NY Times-Inspired Rules for Nail Salons Challenged

     ALBANY, N.Y. (CN) – Legislation rushed into law in response to a newspaper expose on New York’s nail-salon industry will put many immigrant-owners out of business, a lawsuit filed by two trade groups claims.
     The plaintiffs are the Korean American Nail Salon Association of New York and the Chinese Nail Salon Association of East America. In a complaint filed in Albany County Supreme Court on Sept. 17, they call the new law a “politically motivated assault against predominantly Asian-American-owned small businesses,” and ask that its enforcement be blocked.
     They say the law’s requirement that salon owners secure surety bonds by Oct. 6, to guarantee that workers will be paid, cannot be met because the new product is not readily available at a reasonable price.
     “What started as an irresponsible piece of reporting by The New York Times has led to a discriminatory abuse of executive authority against Asian Americans, small-business owners, nail-salon customers and even the workers respondents claim to be ‘protecting,'” the groups contend.
     The Times published a two-part series in May that painted the industry as rife with worker abuse through low wages and poor working conditions. The series culminated a year-long investigation into the industry, according to the newspaper.
     In addition to generating much discussion, the stories also spurred the state government to action, with Gov. Andrew Cuomo announcing days later he would put together a multi-agency task force to investigate all salons for abuse of workers.
     More immediately, the Department of State put in place emergency regulations that required nail salons to secure so-called wage payment surety bonds – insurance to cover claims for unpaid wages – in denominations based on the number of workers employed.
     A salon with two to five full-time employees needed a bond of at least $25,000; one with 26 or more full-time workers needed a bond of at least $125,000, according to the department’s website.
     The emergency rules later formed the basis of legislation that the governor signed into law in July.
     The new law authorizes “enormous punishments on nail-salon owners who are unable to obtain a bond,” including fines and closure, the associations contend.
     The groups, both based in Queens and representing thousands of Korean- and Chinese-owned nail salons in the state, say lawmakers knew that surety bond companies needed more time to develop “this newly invented product.”
     That’s because the legislation mandated that enforcement of the wage bond provisions could not take place until the state Department of Financial Services, which oversees insurers, certified that such bonds or similar liability insurance was “readily available” to nail-salon owners, according to the complaint.
     To be readily available, “it is not sufficient that the product merely exist in theory; instead, it must be affordable, available in a fair and non-discriminatory manner, and priced comparably to other types of business liability insurances,” the groups claimed. (Italics in original.)
     But they said the department’s acting superintendent, Anthony Albanese, “aggressively pushed forward the wage bond requirements,” and in August certified the bonds’ availability – even though the Korean American association had informed the agency of confusion by nail-salon owners and few Korean-speaking insurance agencies offering wage bonds.
     The groups contend that thousands of owners have tried to purchase the wage bonds “but have been unable to do so – either because the owners were quoted extremely high rates due to their lack of credit history or low credit score, or because the wage bonds were simply unavailable.”
     According to the associations, the nail-salon industry, with more than 3,700 shops in the state and 40,000 jobs, is dominated by mom-and-pop operators who employ recent immigrants who then go on to found their own salons.

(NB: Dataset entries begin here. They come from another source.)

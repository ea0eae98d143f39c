//! Watch scheduler for cached secrets
//!
//! Keeps the [`SecretStore`](crate::SecretStore) fresh by re-fetching every
//! watched path when it is due. Two refresh policies share one timer:
//!
//! - **Versioned** secrets are polled every `version_period_ms` and published
//!   only when the backend reports a higher version than the last one seen.
//! - **Leased** credentials are re-issued when their lease runs out and are
//!   always published. The lease returned by each fetch sets the next delay.
//!
//! ```text
//! ┌─────────────────┐
//! │   DueQueue      │ (path, due time), min-heap
//! └──────┬──────────┘
//!        │ pop_min + sleep_until(due)
//!        ▼
//! ┌─────────────────┐
//! │ SecretBackend   │ fetch(path) -> value + revision hint
//! └──────┬──────────┘
//!        ▼
//! ┌─────────────────┐
//! │ RefreshPolicy   │ versioned: compare / leased: always
//! └──────┬──────────┘
//!        ▼
//! ┌─────────────────┐       ┌─────────────────┐
//! │ SecretStore     │       │ EventPublisher  │ bounded mpsc, blocks when full
//! └─────────────────┘       └─────────────────┘
//!        │
//!        └───> re-insert with completion time + interval
//! ```
//!
//! # Error Handling
//!
//! With the default [`FailurePolicy::HaltAll`](crate::FailurePolicy) a single
//! failed fetch stops all watching. `IsolatePath` drops only the failing path
//! unless the whole backend is unavailable. Either way the event channel is
//! closed when the loop stops and the reason is published as a
//! [`WatchStatus`].

mod due_queue;
mod policy;
mod publisher;
mod scheduler;


pub use due_queue::*;
pub use policy::*;
pub use publisher::*;
pub use scheduler::*;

The cost of entry is low: classes to qualify for a license cost about $1,000 and take about three months of instruction at an accredited school. Students then must pass written and practical exams.
     The shops are popular with consumers because they put affordable manicures, pedicures and acrylics at malls and neighborhood storefronts that used to be available only at high-end spas.

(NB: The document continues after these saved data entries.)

//! The open-file handle (C6): a cursor plus mode over a file id, sharing the file
//! system's state through the same `Rc<RefCell<_>>` so that closing, erasing, or GC
//! triggered elsewhere stays consistent with any handle still alive.

use std::cell::RefCell;
use std::rc::Rc;

use crate::api::{FsError, Mode, Result};
use crate::clock::Clock;
use crate::flash::Flash;
use crate::fs::Inner;

/// A handle returned by [`crate::FileSystem::open`]. Behaves like a plain byte
/// stream: `write` always appends, `read` advances an independent cursor, and `seek`
/// only affects that read cursor (see design notes).
pub struct File<F: Flash, C: Clock> {
    fs: Rc<RefCell<Inner<F, C>>>,
    id: u16,
    name: String,
    mode: Mode,
    created: u32,
    r_pos: u64,
    w_pos: u64,
    closed: bool,
}

impl<F: Flash, C: Clock> File<F, C> {
    pub(crate) fn new(fs: Rc<RefCell<Inner<F, C>>>, id: u16, name: String, mode: Mode, created: u32) -> Self {
        File { fs, id, name, mode, created, r_pos: 0, w_pos: 0, closed: false }
    }

    fn check_open(&self) -> Result<()> {
        if self.closed {
            Err(FsError::FileClosed)
        } else {
            Ok(())
        }
    }

    pub fn name(&self) -> &str { &self.name }

    pub fn mode(&self) -> Mode { self.mode }

    /// Total bytes written to this file so far.
    pub fn len(&self) -> Result<u64> {
        self.check_open()?;
        Ok(self.fs.borrow().fat.get(self.id.into())?.size_total)
    }

    pub fn created(&self) -> u32 { self.created }

    /// Current read-cursor position.
    pub fn tell(&self) -> Result<u64> {
        self.check_open()?;
        Ok(self.r_pos)
    }

    /// Whether the read cursor has reached the end of the file's current content.
    pub fn eof(&self) -> Result<bool> {
        self.check_open()?;
        Ok(self.r_pos >= self.len()?)
    }

    /// Moves the read cursor. Does not affect where the next `write` lands (writes
    /// always append). `pos` must be within `[0, len()]`.
    pub fn seek(&mut self, pos: u64) -> Result<()> {
        self.check_open()?;
        let len = self.len()?;
        if pos > len {
            return Err(FsError::InvalidParameters);
        }
        self.r_pos = pos;
        Ok(())
    }

    /// Reads up to `max_len` bytes from the current cursor, advancing it. Returns
    /// fewer bytes at end of file, and an empty vector once the cursor is at `len()`.
    pub fn read(&mut self, max_len: usize) -> Result<Vec<u8>> {
        self.check_open()?;
        let data = self.fs.borrow_mut().read_at(self.id, self.r_pos, max_len)?;
        self.r_pos += data.len() as u64;
        Ok(data)
    }

    /// Appends `data` to the file. Only valid for handles opened in write mode.
    pub fn write(&mut self, data: &[u8]) -> Result<usize> {
        self.check_open()?;
        if self.mode != Mode::Write {
            return Err(FsError::FileWriteR);
        }
        let n = self.fs.borrow_mut().write_append(self.id, data)?;
        self.w_pos += n as u64;
        Ok(n)
    }

    /// Finalizes the file (if opened for write) and releases the open-handle slot.
    /// Further use of the handle fails with [`FsError::FileClosed`].
    pub fn close(&mut self) -> Result<()> {
        self.check_open()?;
        self.fs.borrow_mut().close(self.id, self.mode)?;
        self.closed = true;
        Ok(())
    }
}

impl<F: Flash, C: Clock> Drop for File<F, C> {
    fn drop(&mut self) {
        if !self.closed {
            if let Err(e) = self.fs.borrow_mut().close(self.id, self.mode) {
                log::warn!("error closing file {} on drop: {e}", self.name);
            }
        }
    }
}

     The associations say that as of Sept. 1, only 110 nail salons, or about 1 percent of the industry, had been issued bonds.
     The Department of Financial Services “has set up thousands of good operators for failure,” the groups contend. “More time is needed for a market to develop and for small-business owners – who are mostly first-generation immigrants – to comply with the wage-bond requirement.”
     The associations want the court to invalidate the Albanese certification of bond availability and to permanently bar the state from implementing the wage bond requirements. They also seek injunctive relief during pendency of the complaint so that license applications are not denied on owners’ inability to obtain bonds.
     Named as defendants in the complaint are the governor; Albanese and the Department of Financial Services; and Secretary of State Cesar Perales and the Department of State.
     A spokesman for the Department of Financial Services did not immediately respond to a request for comment.
     Michael Park of Consovoy McCarthy Park in Manhattan represents the associations.